* [Work task]
Every line from the beginning of the data through the line containing "старых к новым)." should be reproduced exactly, and no further lines should be output.

* [Source material]
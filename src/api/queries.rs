use serde::{Deserialize, Serialize};

use crate::domain::PlayerId;
use crate::engine::SessionManager;
use crate::infra::mapping::{result_to_dto, session_to_dto};

use super::dto::{RaceResultDto, SessionViewDto};
use super::errors::ApiError;

/// Запросы "только чтение".
#[derive(Clone, Debug, Serialize, Deserialize, PartialEq, Eq)]
pub enum Query {
    /// Текущее состояние сессии игрока.
    GetSession { player_id: PlayerId },

    /// Последние итоги гонок игрока (от старых к новым).
    GetResults { player_id: PlayerId },
}

/// Результат запроса "только чтение".
#[derive(Clone, Debug, Serialize, Deserialize, PartialEq)]
pub enum QueryResponse {
    Session(SessionViewDto),
    Results(Vec<RaceResultDto>),
}

/// Выполнить запрос поверх менеджера сессий.
pub fn run_query(manager: &SessionManager, query: &Query) -> Result<QueryResponse, ApiError> {
    match *query {
        Query::GetSession { player_id } => {
            let session = manager
                .session(player_id)
                .ok_or(ApiError::SessionNotFound(player_id))?;
            Ok(QueryResponse::Session(session_to_dto(session)))
        }
        Query::GetResults { player_id } => {
            let session = manager
                .session(player_id)
                .ok_or(ApiError::SessionNotFound(player_id))?;
            Ok(QueryResponse::Results(
                session.results.iter().map(result_to_dto).collect(),
            ))
        }
    }
}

* [Solution to this task]
filename src/api/queries.rs
use serde::{Deserialize, Serialize};

use crate::domain::PlayerId;
use crate::engine::SessionManager;
use crate::infra::mapping::{result_to_dto, session_to_dto};

use super::dto::{RaceResultDto, SessionViewDto};
use super::errors::ApiError;

/// Запросы "только чтение".
#[derive(Clone, Debug, Serialize, Deserialize, PartialEq, Eq)]
pub enum Query {
    /// Текущее состояние сессии игрока.
    GetSession { player_id: PlayerId },

    /// Последние итоги гонок игрока (от старых к новым).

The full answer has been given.